We understand that it’s often difficult to know what exactly is going on with your dental work. Our goal is to give you the best information possible to help you understand what procedure you are having done and why.
WHAT IS A ROOT CANAL?
Your tooth is made up of many components: enamel, dentin, cementum, and pulp (commonly referred to as the “nerve” of the tooth). Each root in a tooth has at least one canal which contains this tissue. When a tooth becomes damaged from trauma, decay, or restorations (fillings, caps/crowns, etc.) the pulp may become inflamed, causing discomfort in the tooth.
If this inflammation becomes irreversible, the tooth may need Root Canal Therapy, or it may have to be extracted. Root Canal Therapy involves the complete removal of the pulp from the tooth. The advantage of having a root canal is that it can save your tooth and restore your normal function. Other options would involve replacing an extracted tooth with a fixed bridge, removable partial denture, or a dental implant.
The first step in a root canal is to prepare an “access” opening into the tooth. This takes the form of a small hole created in the top of a posterior (back) tooth or on the lingual (tongue side) of a front tooth. By creating this access opening, you dentist can remove the pulp tissue from inside the tooth. The objective of a root canal is to remove all of the tissue from within the pulp chamber and the root canal. There may be one to four (and rarely five) canals depending on the location of the tooth in the mouth.

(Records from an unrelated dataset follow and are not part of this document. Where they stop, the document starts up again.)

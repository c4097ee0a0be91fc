use std::sync::Arc;

use crate::callback::Callback;
use crate::error::Outcome;
use crate::http::{HttpClient, ReqwestClient};
use crate::notify::{Notifier, RewardBatch};
use crate::runtime::Spawner;
use crate::twitch::{NewReward, RedemptionStatus, Reward, RewardRedemption, RewardsClient};

/// Background operations on the broadcaster's reward catalog
///
/// Concurrent refreshes are neither coalesced nor serialized.
pub struct RewardsService<H: HttpClient = ReqwestClient> {
    client: Arc<RewardsClient<H>>,
    spawner: Spawner,
    notifier: Arc<dyn Notifier>,
}

impl<H: HttpClient + 'static> RewardsService<H> {
    pub fn new(client: RewardsClient<H>, spawner: Spawner, notifier: Arc<dyn Notifier>) -> Self {
        Self {
            client: Arc::new(client),
            spawner,
            notifier,
        }
    }

    pub fn client(&self) -> &RewardsClient<H> {
        &self.client
    }

    /// Refreshes the catalog and reports it through `Notifier::rewards_updated`
    pub fn update_rewards(&self) {
        let client = self.client.clone();
        let notifier = self.notifier.clone();

        self.spawner.spawn(async move {
            let outcome = client.get_rewards().await.map(RewardBatch::from);
            match &outcome {
                Ok(rewards) => tracing::info!(count = rewards.len(), "Rewards updated"),
                Err(e) => tracing::error!("Failed to update rewards: {}", e),
            }
            notifier.rewards_updated(outcome);
        });
    }

    /// Deletes `reward`, delivering the outcome to `callback`
    pub fn delete_reward(&self, reward: Reward, callback: Callback<Outcome<()>>) {
        let client = self.client.clone();

        self.spawner.spawn(async move {
            let outcome = client.delete_reward(&reward).await;
            if let Err(e) = &outcome {
                tracing::error!(reward_id = %reward.id, "Failed to delete reward: {}", e);
            }
            callback.deliver(outcome);
        });
    }

    /// Downloads the image of `reward`, delivering the bytes to `callback`
    pub fn download_image(&self, reward: &Reward, callback: Callback<Outcome<Vec<u8>>>) {
        let client = self.client.clone();
        let reward = reward.clone();

        self.spawner.spawn(async move {
            let outcome = client.download_image(&reward).await;
            if let Err(e) = &outcome {
                tracing::error!(url = %reward.image_url, "Failed to download reward image: {}", e);
            }
            callback.deliver(outcome);
        });
    }

    /// Creates a reward, delivering the created reward to `callback`
    pub fn create_reward(&self, reward: NewReward, callback: Callback<Outcome<Reward>>) {
        let client = self.client.clone();

        self.spawner.spawn(async move {
            let outcome = client.create_reward(&reward).await;
            if let Err(e) = &outcome {
                tracing::error!(title = %reward.title, "Failed to create reward: {}", e);
            }
            callback.deliver(outcome);
        });
    }

    /// Marks a redemption fulfilled or canceled; failures are only logged
    pub fn update_redemption_status(&self, redemption: RewardRedemption, status: RedemptionStatus) {
        let client = self.client.clone();

        self.spawner.spawn(async move {
            match client.update_redemption_status(&redemption, status).await {
                Ok(()) => tracing::debug!(
                    redemption_id = %redemption.redemption_id,
                    ?status,
                    "Updated redemption status"
                ),
                Err(e) => tracing::error!(
                    redemption_id = %redemption.redemption_id,
                    "Failed to update redemption status: {}", e
                ),
            }
        });
    }

    /// Refreshes the catalog every time the authenticated identity changes
    ///
    /// Runs until the worker pool stops.
    pub fn watch_identity(&self) {
        let mut changes = self.client.credentials().subscribe();
        let service = self.clone();

        self.spawner.spawn(async move {
            while changes.changed().await.is_ok() {
                let user_id = changes.borrow_and_update().clone();
                tracing::info!(user_id = ?user_id, "Identity changed, refreshing rewards");
                service.update_rewards();
            }
        });
    }
}

impl<H: HttpClient> Clone for RewardsService<H> {
    fn clone(&self) -> Self {
        Self {
            client: self.client.clone(),
            spawner: self.spawner.clone(),
            notifier: self.notifier.clone(),
        }
    }
}
use std::sync::Arc;

use crate::github::ReleaseClient;
use crate::http::{HttpClient, ReqwestClient};
use crate::notify::Notifier;
use crate::runtime::Spawner;

/// Background check for newer releases
///
/// Failures never reach the user; they are logged and dropped.
pub struct UpdateService<H: HttpClient = ReqwestClient> {
    client: Arc<ReleaseClient<H>>,
    spawner: Spawner,
    notifier: Arc<dyn Notifier>,
}

impl<H: HttpClient + 'static> UpdateService<H> {
    pub fn new(client: ReleaseClient<H>, spawner: Spawner, notifier: Arc<dyn Notifier>) -> Self {
        Self {
            client: Arc::new(client),
            spawner,
            notifier,
        }
    }

    /// Raises `Notifier::update_available` if a newer release exists
    pub fn check_for_updates(&self) {
        let client = self.client.clone();
        let notifier = self.notifier.clone();

        self.spawner.spawn(async move {
            match client.is_update_available().await {
                Ok(true) => {
                    tracing::info!("A newer release is available");
                    notifier.update_available();
                }
                Ok(false) => tracing::debug!(
                    current = client.current_version(),
                    "Running the latest release"
                ),
                Err(e) => tracing::warn!("Failed to check for updates: {}", e),
            }
        });
    }
}

impl<H: HttpClient> Clone for UpdateService<H> {
    fn clone(&self) -> Self {
        Self {
            client: self.client.clone(),
            spawner: self.spawner.clone(),
            notifier: self.notifier.clone(),
        }
    }
}
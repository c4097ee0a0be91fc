//! Error kinds shared by every client operation
//!
//! Async operations never let a failure escape the execution context: each one
//! finishes with an [`Outcome`], which is what notifications and callbacks carry.

/// Result of a client operation, delivered across the async boundary
pub type Outcome<T> = Result<T, ApiError>;

/// Classified failure of a client operation
#[derive(Debug, Clone, PartialEq, Eq, thiserror::Error)]
pub enum ApiError {
    /// No authenticated Twitch session
    #[error("Not logged in to Twitch")]
    Unauthenticated,

    /// The channel-points listing was rejected with 403
    #[error("Channel points are only available to Twitch affiliates and partners")]
    NotAffiliateOrPartner,

    /// The reward was created outside of this application
    #[error("Reward was not created by this application and cannot be managed")]
    NotManageable,

    /// Twitch rejected the request parameters (400 with a structured body)
    #[error("Invalid reward parameters: {body}")]
    InvalidParameters { body: String },

    #[error("Unexpected HTTP status {status}: {body}")]
    UnexpectedStatus { status: u16, body: String },

    #[error(
        "Failed to parse response{}: {message}",
        .reward_id.as_ref().map(|id| format!(" for reward {id}")).unwrap_or_default()
    )]
    Parse {
        reward_id: Option<String>,
        message: String,
    },

    /// Network, TLS or connection-level failure, or a malformed success body
    #[error("Transport failure: {0}")]
    Transport(String),

    #[error("Malformed version string: {0:?}")]
    MalformedVersion(String),
}

impl ApiError {
    /// Parse failure that cannot be attributed to a single reward
    pub fn parse(message: impl Into<String>) -> Self {
        Self::Parse {
            reward_id: None,
            message: message.into(),
        }
    }

    /// Parse failure attributed to the reward with the given id
    pub fn parse_reward(reward_id: impl Into<String>, message: impl Into<String>) -> Self {
        Self::Parse {
            reward_id: Some(reward_id.into()),
            message: message.into(),
        }
    }
}

impl From<anyhow::Error> for ApiError {
    fn from(err: anyhow::Error) -> Self {
        Self::Transport(format!("{err:#}"))
    }
}
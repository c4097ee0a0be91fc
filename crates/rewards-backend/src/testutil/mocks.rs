//! Mock implementations for testing
//!
//! This module re-exports mock implementations from their respective modules
//! for convenient access in tests.

// Re-export HTTP mocks
pub use crate::http::mock::{MockHttpClient, RecordedRequest};

// Re-export notifier mocks
pub use crate::notify::mock::{NotificationType, RecordingNotifier};
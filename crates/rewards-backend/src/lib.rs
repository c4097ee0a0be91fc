//! Async client layer for Rewards Theater
//!
//! Talks to the Twitch Helix channel-points API and the GitHub releases API
//! from a shared worker pool, and delivers results to host-owned receivers
//! that may be dropped before the request finishes.

pub mod app;
pub mod auth;
pub mod callback;
pub mod config;
pub mod error;
pub mod github;
pub mod http;
pub mod logging;
pub mod notify;
pub mod runtime;
pub mod services;
pub mod transport;
pub mod twitch;

#[cfg(test)]
mod testutil;

pub use app::App;
pub use callback::{Callback, CallbackReceiver};
pub use error::{ApiError, Outcome};
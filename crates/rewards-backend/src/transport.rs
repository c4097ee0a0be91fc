//! Authenticated request execution on top of [`HttpClient`]
//!
//! `Transport` turns (host, path, query, method) into one HTTPS request,
//! attaches credentials read at call time, and parses the body as JSON. It
//! never judges the status code: acceptable statuses differ per endpoint.

use std::collections::BTreeMap;

use reqwest::header::{HeaderMap, HeaderValue, AUTHORIZATION, CONTENT_TYPE};
use reqwest::Method;
use serde_json::Value;
use url::Url;

use crate::auth::CredentialSource;
use crate::error::{ApiError, Outcome};
use crate::http::{HttpClient, HttpRequest, ReqwestClient};

/// Query parameters, emitted in key order
pub type Query<'a> = BTreeMap<&'a str, String>;

/// Result of one transport call
#[derive(Debug, Clone, PartialEq)]
pub struct Response {
    pub status: u16,
    /// Parsed body. `Null` when empty, a JSON string holding the raw text
    /// when an error status came with a non-JSON body.
    pub json: Value,
    /// Body exactly as received, lossily decoded as UTF-8
    pub raw: String,
}

impl Response {
    /// Returns true if status is in 2xx range
    pub fn is_success(&self) -> bool {
        (200..300).contains(&self.status)
    }

    /// Body as received, for diagnostics
    pub fn body_text(&self) -> String {
        self.raw.clone()
    }
}

/// Executes single-attempt HTTPS requests
///
/// Generic over the HTTP client implementation for testability.
#[derive(Debug, Clone)]
pub struct Transport<H: HttpClient = ReqwestClient> {
    http: H,
}

impl<H: HttpClient> Transport<H> {
    pub fn new(http: H) -> Self {
        Self { http }
    }

    /// Sends a request without a body
    ///
    /// When `credentials` is given, the bearer token and client ID are read
    /// from it for this call only.
    pub async fn request(
        &self,
        host: &str,
        path: &str,
        credentials: Option<&dyn CredentialSource>,
        query: &Query<'_>,
        method: Method,
    ) -> Outcome<Response> {
        self.execute(host, path, credentials, query, method, None)
            .await
    }

    /// Sends a request with a JSON body
    pub async fn request_json(
        &self,
        host: &str,
        path: &str,
        credentials: Option<&dyn CredentialSource>,
        query: &Query<'_>,
        method: Method,
        body: &Value,
    ) -> Outcome<Response> {
        self.execute(host, path, credentials, query, method, Some(body))
            .await
    }

    /// Downloads the raw bytes at `host` + `path`
    pub async fn download_file(&self, host: &str, path: &str) -> Outcome<Vec<u8>> {
        self.download(build_url(host, path, &Query::new())).await
    }

    /// Downloads the raw bytes at `url`, unchanged
    pub async fn download_url(&self, url: &Url) -> Outcome<Vec<u8>> {
        self.download(url.to_string()).await
    }

    async fn download(&self, url: String) -> Outcome<Vec<u8>> {
        let response = self.http.send(HttpRequest::new(Method::GET, &url)).await?;

        if !response.is_success() {
            return Err(ApiError::UnexpectedStatus {
                status: response.status,
                body: response.text(),
            });
        }

        tracing::debug!(url = %url, bytes = response.body.len(), "Downloaded file");
        Ok(response.body)
    }

    async fn execute(
        &self,
        host: &str,
        path: &str,
        credentials: Option<&dyn CredentialSource>,
        query: &Query<'_>,
        method: Method,
        body: Option<&Value>,
    ) -> Outcome<Response> {
        let url = build_url(host, path, query);
        let mut request = HttpRequest::new(method, &url);

        if let Some(credentials) = credentials {
            request.headers = auth_headers(credentials).await?;
        }
        if let Some(body) = body {
            request
                .headers
                .insert(CONTENT_TYPE, HeaderValue::from_static("application/json"));
            request.body = Some(body.to_string().into_bytes());
        }

        tracing::debug!(method = %request.method, url = %url, "Sending request");
        let response = self.http.send(request).await?;

        let json = if response.body.is_empty() {
            Value::Null
        } else {
            match serde_json::from_slice(&response.body) {
                Ok(json) => json,
                Err(_) if !response.is_success() => Value::String(response.text()),
                Err(e) => {
                    return Err(ApiError::Transport(format!(
                        "Malformed response body from {url}: {e}"
                    )))
                }
            }
        };

        Ok(Response {
            status: response.status,
            json,
            raw: response.text(),
        })
    }
}

/// Builds the headers for an authenticated request
async fn auth_headers(credentials: &dyn CredentialSource) -> Outcome<HeaderMap> {
    let token = credentials.access_token().await?;

    let mut headers = HeaderMap::new();
    headers.insert(
        AUTHORIZATION,
        HeaderValue::from_str(&format!("Bearer {token}"))
            .map_err(|_| ApiError::Transport("Access token is not a valid header".into()))?,
    );
    headers.insert(
        "Client-Id",
        HeaderValue::from_str(credentials.client_id())
            .map_err(|_| ApiError::Transport("Client ID is not a valid header".into()))?,
    );

    Ok(headers)
}

/// Builds `https://{host}{path}?{query}` with URL-encoded parameters
fn build_url(host: &str, path: &str, query: &Query<'_>) -> String {
    let mut url = format!("https://{host}{path}");
    for (i, (key, value)) in query.iter().enumerate() {
        url.push(if i == 0 { '?' } else { '&' });
        url.push_str(&urlencoding::encode(key));
        url.push('=');
        url.push_str(&urlencoding::encode(value));
    }
    url
}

Cleaning and shaping the root canal system involves the removal of all inflamed or infected/dead tissue, without disturbing the outer structure of the tooth. If the root canals are small, it may take longer to complete the root canal therapy. It is not unusual to experience discomfort from you tooth for a few days after a root canal. On rare occasions, a slight swelling may occur after treatment. If the swelling persists or becomes severe, contact your dentist.
Once the root canal has been cleaned and shaped, the canal is filled with a rubber-like material (gutta percha) to prevent fluids from re-entering. Together with a cement compound, the material is placed in the root canal, providing a water-tight seal. At the end of the visit, a temporary filling will be placed and you will return to your regular family dentist to have the permanent restoration placed. The permanent restoration could be either a cap/crown or a filling.
WHAT IS A RE-TREATMENT OF A PREVIOUS ROOT CANAL?
WHAT IS ENDODONTIC SURGERY (APICOECTOMY)?
An apicoectomy is the most common endodontic surgical procedure. This procedure is used to remove infection or inflammation from the bony area around the end of your tooth. The endodontist starts by opening the gum tissue near the tooth. This allows him or her to see the underlying bone.
Next, your endodontist will remove any inflamed or infected tissue. The very end of the root is also removed.
After the inflamed or infected tissue is removed, a small filling may be placed in the root-end to seal the root canal. A few stitches are placed in the gum to help the tissue heal properly. Within a few months, the bone heals around the end of the root.